400cc並みの値段と軽さを引っ提げて’14年にデビューしたヤマハMT-07が、平成32年排出ガス規制適合のためにマイナーチェンジを実施。エンジンは最高出力73psを維持しながら新規制をパスし、スタイリングを一新するとともにブレーキを強化した。3代目の実力をチェック!
●まとめ:ヤングマシン編集部(大屋雄一) ●写真:真弓悟史 ●外部リンク:ヤマハ
’21 ヤマハMT-07 ABS
[◯] 全体的な印象は不変。ミシュラン ロード5は雨でも安心
排ガス規制適合によって魅力が薄らいだバイクは多い。’07年に導入されたユーロ3のときが顕著で、継続モデルについて各メーカーはFI化でこれに対応するも、まだドライバビリティにまで十分な研究が進んでおらず、キャブ時代の味わいを求める声が多く聞かれたのも事実だ。
そんな負の時代を経験しているからこそ、ユーロ5(≒平成32年排出ガス規制)に適合したMT‐07がどう変わったのか、楽しみよりも心配の方がはるかに大きかった。しかしそれは杞憂に過ぎず、傑作とも言うべきMT‐07らしさは健在だった。

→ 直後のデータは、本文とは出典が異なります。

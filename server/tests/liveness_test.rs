//! Liveness timer and dispatcher, on tokio's paused clock.

mod common;

use chrono::Duration as ChronoDuration;
use std::sync::Arc;
use std::time::Duration;
use tokio::sync::watch;

use common::{frame, kiosk, start_time};
use netchat_operator::chat::events::{EventBus, UiEvent};
use netchat_operator::chat::messages::MessageKind;
use netchat_operator::db;
use netchat_operator::dispatch;
use netchat_operator::session::liveness::spawn_liveness_monitor;
use netchat_operator::session::{ManualClock, RegistrySettings, SessionRegistry};

struct Harness {
    handle: dispatch::DispatchHandle,
    clock: ManualClock,
    bus: EventBus,
    db: db::DbPool,
    shutdown: watch::Sender<bool>,
    dispatcher: tokio::task::JoinHandle<()>,
}

fn harness() -> Harness {
    let db = db::init_memory_db().unwrap();
    let bus = EventBus::default();
    let clock = ManualClock::new(start_time());
    let registry = SessionRegistry::new(
        db.clone(),
        bus.clone(),
        Arc::new(clock.clone()),
        RegistrySettings::default(),
    );
    let (handle, rx) = dispatch::channel();
    let (shutdown, shutdown_rx) = watch::channel(false);
    let dispatcher = tokio::spawn(dispatch::run_dispatch_loop(registry, rx, shutdown_rx));
    Harness {
        handle,
        clock,
        bus,
        db,
        shutdown,
        dispatcher,
    }
}

#[tokio::test(start_paused = true)]
async fn monitor_tick_forces_silent_client_offline() {
    let h = harness();
    let mut events = h.bus.subscribe();
    let (conn, _out) = kiosk(1);
    h.handle.frame(conn, frame("PC-01|bob|__HEARTBEAT__"));
    // Round-trip so the frame is applied before the clock moves
    h.handle.client_list().await.unwrap();

    h.clock.advance(ChronoDuration::seconds(26));
    let monitor = spawn_liveness_monitor(
        h.handle.clone(),
        Duration::from_secs(20),
        h.shutdown.subscribe(),
    );

    let forced = tokio::time::timeout(Duration::from_secs(60), async {
        loop {
            match events.recv().await {
                Ok(UiEvent::ShowNotification { kind, client_id, .. }) => {
                    break (kind, client_id);
                }
                Ok(_) => continue,
                Err(e) => panic!("event bus closed: {}", e),
            }
        }
    })
    .await
    .expect("sweep within one interval");
    assert_eq!(forced, (MessageKind::Shutdown, "bob_PC-01".to_string()));

    let list = h.handle.client_list().await.unwrap();
    assert_eq!(list[0].status, "offline");
    assert!(list[0].forced_shutdown);

    h.shutdown.send(true).unwrap();
    monitor.await.unwrap();
    h.dispatcher.await.unwrap();
}

#[tokio::test(start_paused = true)]
async fn monitor_does_not_sweep_before_first_interval() {
    let h = harness();
    let (conn, _out) = kiosk(1);
    h.handle.frame(conn, frame("PC-01|bob|__HEARTBEAT__"));
    h.handle.client_list().await.unwrap();
    h.clock.advance(ChronoDuration::seconds(26));

    let monitor = spawn_liveness_monitor(
        h.handle.clone(),
        Duration::from_secs(20),
        h.shutdown.subscribe(),
    );
    tokio::time::sleep(Duration::from_secs(19)).await;

    let list = h.handle.client_list().await.unwrap();
    assert_eq!(list[0].status, "online");

    h.shutdown.send(true).unwrap();
    monitor.await.unwrap();
}

#[tokio::test]
async fn dispatcher_surfaces_persistence_failures() {
    let h = harness();
    let mut events = h.bus.subscribe();
    h.db.lock()
        .unwrap()
        .execute("DROP TABLE messages", [])
        .unwrap();

    let (conn, _out) = kiosk(1);
    h.handle.frame(conn, frame("PC-01|bob|hello"));

    let failure = tokio::time::timeout(Duration::from_secs(2), async {
        loop {
            if let Ok(UiEvent::OperationFailed { operation, .. }) = events.recv().await {
                break operation;
            }
        }
    })
    .await
    .expect("operation-failed event");
    assert_eq!(failure, "inbound-frame");

    let err = h.handle.broadcast("hi").await;
    assert!(err.is_err());
}

#[tokio::test]
async fn stopped_dispatcher_rejects_requests() {
    let h = harness();
    let (conn, mut out) = kiosk(1);
    h.handle.frame(conn, frame("PC-01|bob|__HEARTBEAT__"));
    assert_eq!(h.handle.client_list().await.unwrap().len(), 1);

    h.shutdown.send(true).unwrap();
    h.dispatcher.await.unwrap();

    // Shutdown closed the kiosk transport
    assert_eq!(out.recv().await, Some(netchat_operator::tcp::Outbound::Close));
    assert!(matches!(
        h.handle.client_list().await,
        Err(dispatch::DispatchError::Stopped)
    ));
    assert!(!h.handle.request_sweep());
}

まずはエンジン。270度位相クランクを採用する688ccの水冷並列2気筒”CP2″エンジンは、最高出力73psをそのままに、新ECUと吸排気系の変更程度で新排ガス規制に適合した。低回転域かつスロットル低開度からの扱いやすさと心地良い加速感、4000〜8000rpmにかけてのトルクがグングンと上乗せされていく楽しさ、そしてレッドゾーンの始まる1万rpmまで不快と感じる振動がないなど、全体的な印象は規制適合前と何ら変わらない。勾配が10%を超える峠道の上りにおいて、8000rpmから上での伸び上がりが以前ほど力強くはないかな? などと感じたが、新旧を直接比較していないので断言は避けたい。厳しい排ガス規制をパスしてなおMT‐07らしさをしっかりと残したのは、素晴らしいのひと言だ。
ハンドリングに関する変更点としては、タイヤ銘柄がミシュランのパイロットロード4からロード5になったのと、ハンドルバーの幅広化によるライディングポジションの違い程度だ。タイヤについては、土砂降りの中でウェットグリップや接地感の高さを確認することができた。スチール製のダイヤモンドフレームは’14年登場の初代から変わっていないが、前後サスペンションは’18年の2代目でリニューアルされている。旋回力の高さと、それを自由自在に操れるというMT‐07の持ち味は3代目となる新型も健在。加えてライディングポジションのアップライト化によって、積極的なコントロールがさらにしやすくなったと言えるだろう。
[△] アシストはABSのみ。次なる一手に期待する
ライダーエイドなアシスト機能はABSのみ。車両価格や車重などの問題も絡むだろうが、次なる一手としてトラクションコントロールやスリッパークラッチなどの採用を期待してしまう。強化されたというブレーキは、基本的な印象としては先代と変わらない。
[こんな人におすすめ] このクラスには傑作が実に多い。ベテランもぜひ
およそ8年前、買ったばかりのホンダNC750Sから乗り換えようと思ったほど、初代MT-07の傑作ぶりは衝撃的だった。その印象は3代目となる新型も不変。顔付きはより精悍になり、初心者からベテランまで幅広くお薦めできる。